### TASK TO CARRY OUT:
From the first entry to the last, copy the material exactly as it stands.

****************

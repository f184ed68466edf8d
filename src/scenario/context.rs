//! The mutable scenario context and the dispatch simulator seam.

use serde::{Deserialize, Serialize};

use super::generator::{CostModel, Generator};
use super::HOURS_PER_YEAR;
use crate::error::{CapmixError, Result};

/// A demand region (market node) in the scenario topology.
#[derive(Debug, Clone, Serialize, Deserialize)]
pub struct Region {
    pub name: String,
}

impl Region {
    pub fn new(name: impl Into<String>) -> Self {
        Self { name: name.into() }
    }
}

/// The external merit-order dispatch simulation.
///
/// Implementations must mutate the context in place, overwriting each
/// generator's power and spill series, the unserved series, and the
/// exchanges matrix. Dispatch must be deterministic for fixed inputs and
/// repeatable on the same context (outputs are overwritten, never
/// accumulated). Errors propagate to the caller and abort the run; a
/// dispatch failure is never converted into a synthetic fitness.
pub trait DispatchModel: Send + Sync {
    fn dispatch(&self, ctx: &mut ScenarioContext) -> Result<()>;
}

/// Everything a candidate evaluation reads and writes.
///
/// Exactly one live context exists per run; it is mutated in place across
/// generations. Sharing one instance across concurrent evaluations is
/// unsafe — each parallel evaluation must clone the context and work on its
/// own copy, merging only the fitness value back.
#[derive(Debug, Clone, Serialize, Deserialize)]
pub struct ScenarioContext {
    /// Demand in MW, indexed `[region][timestep]`. All regions must have
    /// equal-length series.
    pub demand_mw: Vec<Vec<f64>>,
    /// Length of one time step in hours.
    pub dt_hours: f64,
    /// Ordered generator roster. The candidate parameter order is this
    /// order, each generator contributing `param_count()` slots.
    pub generators: Vec<Generator>,
    pub regions: Vec<Region>,
    pub costs: CostModel,
    /// Percentage of total demand energy permitted to go unserved.
    pub reliability_standard_pct: f64,
    /// Maximum non-synchronous penetration, fraction of demand in [0, 1].
    /// Consumed by the dispatch model, validated here.
    pub nonsynchronous_limit: f64,
    /// Minimum share of each region's demand that must be generated
    /// within the region, in [0, 1]. Zero disables the constraint.
    pub min_regional_share: f64,
    /// Existing inter-region link capacity in MW, `[from][to]`.
    pub link_capacity_mw: Vec<Vec<f64>>,
    /// Link length in km, `[from][to]`, used to price new capacity.
    pub link_distance_km: Vec<Vec<f64>>,

    // Simulation outputs, overwritten by every dispatch call.
    /// Unserved demand in MW per time step.
    #[serde(default)]
    pub unserved_mw: Vec<f64>,
    /// Maximum observed flow in MW for each ordered region pair.
    #[serde(default)]
    pub exchanges_mw: Vec<Vec<f64>>,
}

impl ScenarioContext {
    /// Creates a context with a single region and the given demand series.
    pub fn single_region(demand_mw: Vec<f64>, dt_hours: f64) -> Self {
        let n = 1;
        Self {
            demand_mw: vec![demand_mw],
            dt_hours,
            generators: Vec::new(),
            regions: vec![Region::new("region-1")],
            costs: CostModel::default(),
            reliability_standard_pct: 0.002,
            nonsynchronous_limit: 1.0,
            min_regional_share: 0.0,
            link_capacity_mw: vec![vec![0.0; n]; n],
            link_distance_km: vec![vec![0.0; n]; n],
            unserved_mw: Vec::new(),
            exchanges_mw: vec![vec![0.0; n]; n],
        }
    }

    /// Checks configuration invariants that are fatal at setup.
    pub fn validate(&self) -> Result<()> {
        if !(0.0..=1.0).contains(&self.nonsynchronous_limit) {
            return Err(CapmixError::Config(format!(
                "non-synchronous limit {} outside [0, 1]",
                self.nonsynchronous_limit
            )));
        }
        if !(0.0..=1.0).contains(&self.min_regional_share) {
            return Err(CapmixError::Config(format!(
                "minimum regional generation share {} outside [0, 1]",
                self.min_regional_share
            )));
        }
        if self.dt_hours <= 0.0 {
            return Err(CapmixError::Config(format!(
                "time step {} hours must be positive",
                self.dt_hours
            )));
        }
        if self.demand_mw.len() != self.regions.len() {
            return Err(CapmixError::Config(format!(
                "{} demand series for {} regions",
                self.demand_mw.len(),
                self.regions.len()
            )));
        }
        let steps = self.timesteps();
        if self.demand_mw.iter().any(|series| series.len() != steps) {
            return Err(CapmixError::Config(
                "regional demand series have unequal lengths".into(),
            ));
        }
        for gen in &self.generators {
            if gen.region >= self.regions.len() {
                return Err(CapmixError::Config(format!(
                    "generator {} references region {} of {}",
                    gen.name,
                    gen.region,
                    self.regions.len()
                )));
            }
        }
        let n = self.regions.len();
        for (name, matrix) in [
            ("link capacity", &self.link_capacity_mw),
            ("link distance", &self.link_distance_km),
        ] {
            if !Self::is_square(matrix, n) {
                return Err(CapmixError::Config(format!(
                    "{name} matrix is not {n} x {n}"
                )));
            }
        }
        // The exchanges matrix is a dispatch output; empty means not yet
        // dispatched, anything else must already have the right shape.
        if !self.exchanges_mw.is_empty() && !Self::is_square(&self.exchanges_mw, n) {
            return Err(CapmixError::Config(format!(
                "exchanges matrix is not {n} x {n}"
            )));
        }
        Ok(())
    }

    fn is_square(matrix: &[Vec<f64>], n: usize) -> bool {
        matrix.len() == n && matrix.iter().all(|row| row.len() == n)
    }

    /// Number of simulated time steps.
    pub fn timesteps(&self) -> usize {
        self.demand_mw.first().map_or(0, Vec::len)
    }

    /// Simulated horizon in years.
    pub fn years(&self) -> f64 {
        self.timesteps() as f64 * self.dt_hours / HOURS_PER_YEAR
    }

    /// System-wide demand in MW at one time step.
    pub fn demand_at(&self, t: usize) -> f64 {
        self.demand_mw.iter().map(|series| series[t]).sum()
    }

    /// Total demand energy over the horizon, MWh. The normaliser for all
    /// $/MWh results.
    pub fn total_demand_energy_mwh(&self) -> f64 {
        self.demand_mw
            .iter()
            .map(|series| series.iter().sum::<f64>())
            .sum::<f64>()
            * self.dt_hours
    }

    /// One region's demand energy over the horizon, MWh.
    pub fn regional_demand_energy_mwh(&self, region: usize) -> f64 {
        self.demand_mw[region].iter().sum::<f64>() * self.dt_hours
    }

    /// Energy generated within one region over the horizon, MWh.
    pub fn regional_generation_mwh(&self, region: usize) -> f64 {
        self.generators
            .iter()
            .filter(|g| g.region == region)
            .map(|g| g.energy_mwh(self.dt_hours))
            .sum()
    }

    /// Total unserved energy reported by the last dispatch, MWh.
    pub fn unserved_energy_mwh(&self) -> f64 {
        self.unserved_mw.iter().sum::<f64>() * self.dt_hours
    }

    /// Length of a valid candidate vector for this roster.
    pub fn param_count(&self) -> usize {
        self.generators.iter().map(Generator::param_count).sum()
    }

    /// Writes a candidate vector into the roster's capacities in the fixed
    /// parameter order. Values are written as-is; clamping to ≥ 0 happens
    /// only when results are serialized.
    pub fn apply_candidate(&mut self, candidate: &[f64]) -> Result<()> {
        let expected = self.param_count();
        if candidate.len() != expected {
            return Err(CapmixError::CandidateLength {
                got: candidate.len(),
                expected,
            });
        }
        let mut offset = 0;
        for gen in &mut self.generators {
            let n = gen.param_count();
            gen.set_params(&candidate[offset..offset + n]);
            offset += n;
        }
        Ok(())
    }

    /// Current roster parameters in candidate-vector order.
    pub fn current_params(&self) -> Vec<f64> {
        self.generators.iter().flat_map(Generator::params).collect()
    }
}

****************

### OUTPUT OF THE TASK:
repository f184ed68466edf8d
filename src/scenario/context.rs
//! The mutable scenario context and the dispatch simulator seam.

use serde::{Deserialize, Serialize};

use super::generator::{CostModel, Generator};
use super::HOURS_PER_YEAR;
use crate::error::{CapmixError, Result};

/// A demand region (market node) in the scenario topology.
#[derive(Debug, Clone, Serialize, Deserialize)]
pub struct Region {
    pub name: String,
}

impl Region {
    pub fn new(name: impl Into<String>) -> Self {
        Self { name: name.into() }
    }
}

/// The external merit-order dispatch simulation.
///
/// Implementations must mutate the context in place, overwriting each
/// generator's power and spill series, the unserved series, and the
/// exchanges matrix. Dispatch must be deterministic for fixed inputs and
/// repeatable on the same context (outputs are overwritten, never
/// accumulated). Errors propagate to the caller and abort the run; a
/// dispatch failure is never converted into a synthetic fitness.
pub trait DispatchModel: Send + Sync {
    fn dispatch(&self, ctx: &mut ScenarioContext) -> Result<()>;
}

/// Everything a candidate evaluation reads and writes.
///
/// Exactly one live context exists per run; it is mutated in place across
/// generations. Sharing one instance across concurrent evaluations is
/// unsafe — each parallel evaluation must clone the context and work on its
/// own copy, merging only the fitness value back.
#[derive(Debug, Clone, Serialize, Deserialize)]
pub struct ScenarioContext {
    /// Demand in MW, indexed `[region][timestep]`. All regions must have
    /// equal-length series.
    pub demand_mw: Vec<Vec<f64>>,
    /// Length of one time step in hours.
    pub dt_hours: f64,
    /// Ordered generator roster. The candidate parameter order is this
    /// order, each generator contributing `param_count()` slots.
    pub generators: Vec<Generator>,
    pub regions: Vec<Region>,
    pub costs: CostModel,
    /// Percentage of total demand energy permitted to go unserved.
    pub reliability_standard_pct: f64,
    /// Maximum non-synchronous penetration, fraction of demand in [0, 1].
    /// Consumed by the dispatch model, validated here.
    pub nonsynchronous_limit: f64,
    /// Minimum share of each region's demand that must be generated
    /// within the region, in [0, 1]. Zero disables the constraint.
    pub min_regional_share: f64,
    /// Existing inter-region link capacity in MW, `[from][to]`.
    pub link_capacity_mw: Vec<Vec<f64>>,
    /// Link length in km, `[from][to]`, used to price new capacity.
    pub link_distance_km: Vec<Vec<f64>>,

    // Simulation outputs, overwritten by every dispatch call.
    /// Unserved demand in MW per time step.
    #[serde(default)]
    pub unserved_mw: Vec<f64>,
    /// Maximum observed flow in MW for each ordered region pair.
    #[serde(default)]
    pub exchanges_mw: Vec<Vec<f64>>,
}

impl ScenarioContext {
    /// Creates a context with a single region and the given demand series.
    pub fn single_region(demand_mw: Vec<f64>, dt_hours: f64) -> Self {
        let n = 1;
        Self {
            demand_mw: vec![demand_mw],
            dt_hours,
            generators: Vec::new(),
            regions: vec![Region::new("region-1")],
            costs: CostModel::default(),
            reliability_standard_pct: 0.002,
            nonsynchronous_limit: 1.0,
            min_regional_share: 0.0,
            link_capacity_mw: vec![vec![0.0; n]; n],
            link_distance_km: vec![vec![0.0; n]; n],
            unserved_mw: Vec::new(),
            exchanges_mw: vec![vec![0.0; n]; n],
        }
    }

    /// Checks configuration invariants that are fatal at setup.
    pub fn validate(&self) -> Result<()> {
        if !(0.0..=1.0).contains(&self.nonsynchronous_limit) {
            return Err(CapmixError::Config(format!(
                "non-synchronous limit {} outside [0, 1]",
                self.nonsynchronous_limit
            )));
        }
        if !(0.0..=1.0).contains(&self.min_regional_share) {
            return Err(CapmixError::Config(format!(
                "minimum regional generation share {} outside [0, 1]",
                self.min_regional_share
            )));
        }
        if self.dt_hours <= 0.0 {
            return Err(CapmixError::Config(format!(
                "time step {} hours must be positive",
                self.dt_hours
            )));
        }
        if self.demand_mw.len() != self.regions.len() {
            return Err(CapmixError::Config(format!(
                "{} demand series for {} regions",
                self.demand_mw.len(),
                self.regions.len()
            )));
        }
        let steps = self.timesteps();
        if self.demand_mw.iter().any(|series| series.len() != steps) {
            return Err(CapmixError::Config(
                "regional demand series have unequal lengths".into(),
            ));
        }
        for gen in &self.generators {
            if gen.region >= self.regions.len() {
                return Err(CapmixError::Config(format!(
                    "generator {} references region {} of {}",
                    gen.name,
                    gen.region,
                    self.regions.len()
                )));
            }
        }
        let n = self.regions.len();
        for (name, matrix) in [
            ("link capacity", &self.link_capacity_mw),
            ("link distance", &self.link_distance_km),
        ] {
            if !Self::is_square(matrix, n) {
                return Err(CapmixError::Config(format!(
                    "{name} matrix is not {n} x {n}"
                )));
            }
        }
        // The exchanges matrix is a dispatch output; empty means not yet
        // dispatched, anything else must already have the right shape.
        if !self.exchanges_mw.is_empty() && !Self::is_square(&self.exchanges_mw, n) {
            return Err(CapmixError::Config(format!(
                "exchanges matrix is not {n} x {n}"
            )));
        }
        Ok(())
    }

    fn is_square(matrix: &[Vec<f64>], n: usize) -> bool {
        matrix.len() == n && matrix.iter().all(|row| row.len() == n)
    }

    /// Number of simulated time steps.
    pub fn timesteps(&self) -> usize {
        self.demand_mw.first().map_or(0, Vec::len)
    }

    /// Simulated horizon in years.
    pub fn years(&self) -> f64 {
        self.timesteps() as f64 * self.dt_hours / HOURS_PER_YEAR
    }

    /// System-wide demand in MW at one time step.
    pub fn demand_at(&self, t: usize) -> f64 {
        self.demand_mw.iter().map(|series| series[t]).sum()
    }

    /// Total demand energy over the horizon, MWh. The normaliser for all
    /// $/MWh results.
    pub fn total_demand_energy_mwh(&self) -> f64 {
        self.demand_mw
            .iter()
            .map(|series| series.iter().sum::<f64>())
            .sum::<f64>()
            * self.dt_hours
    }

    /// One region's demand energy over the horizon, MWh.
    pub fn regional_demand_energy_mwh(&self, region: usize) -> f64 {
        self.demand_mw[region].iter().sum::<f64>() * self.dt_hours
    }

    /// Energy generated within one region over the horizon, MWh.
    pub fn regional_generation_mwh(&self, region: usize) -> f64 {
        self.generators
            .iter()
            .filter(|g| g.region == region)
            .map(|g| g.energy_mwh(self.dt_hours))
            .sum()
    }

    /// Total unserved energy reported by the last dispatch, MWh.
    pub fn unserved_energy_mwh(&self) -> f64 {
        self.unserved_mw.iter().sum::<f64>() * self.dt_hours
    }

    /// Length of a valid candidate vector for this roster.
    pub fn param_count(&self) -> usize {
        self.generators.iter().map(Generator::param_count).sum()
    }

    /// Writes a candidate vector into the roster's capacities in the fixed
    /// parameter order. Values are written as-is; clamping to ≥ 0 happens
    /// only when results are serialized.
    pub fn apply_candidate(&mut self, candidate: &[f64]) -> Result<()> {
        let expected = self.param_count();
        if candidate.len() != expected {
            return Err(CapmixError::CandidateLength {
                got: candidate.len(),
                expected,
            });
        }
        let mut offset = 0;
        for gen in &mut self.generators {
            let n = gen.param_count();
            gen.set_params(&candidate[offset..offset + n]);
            offset += n;
        }
        Ok(())
    }

    /// Current roster parameters in candidate-vector order.
    pub fn current_params(&self) -> Vec<f64> {
        self.generators.iter().flat_map(Generator::params).collect()
    }
}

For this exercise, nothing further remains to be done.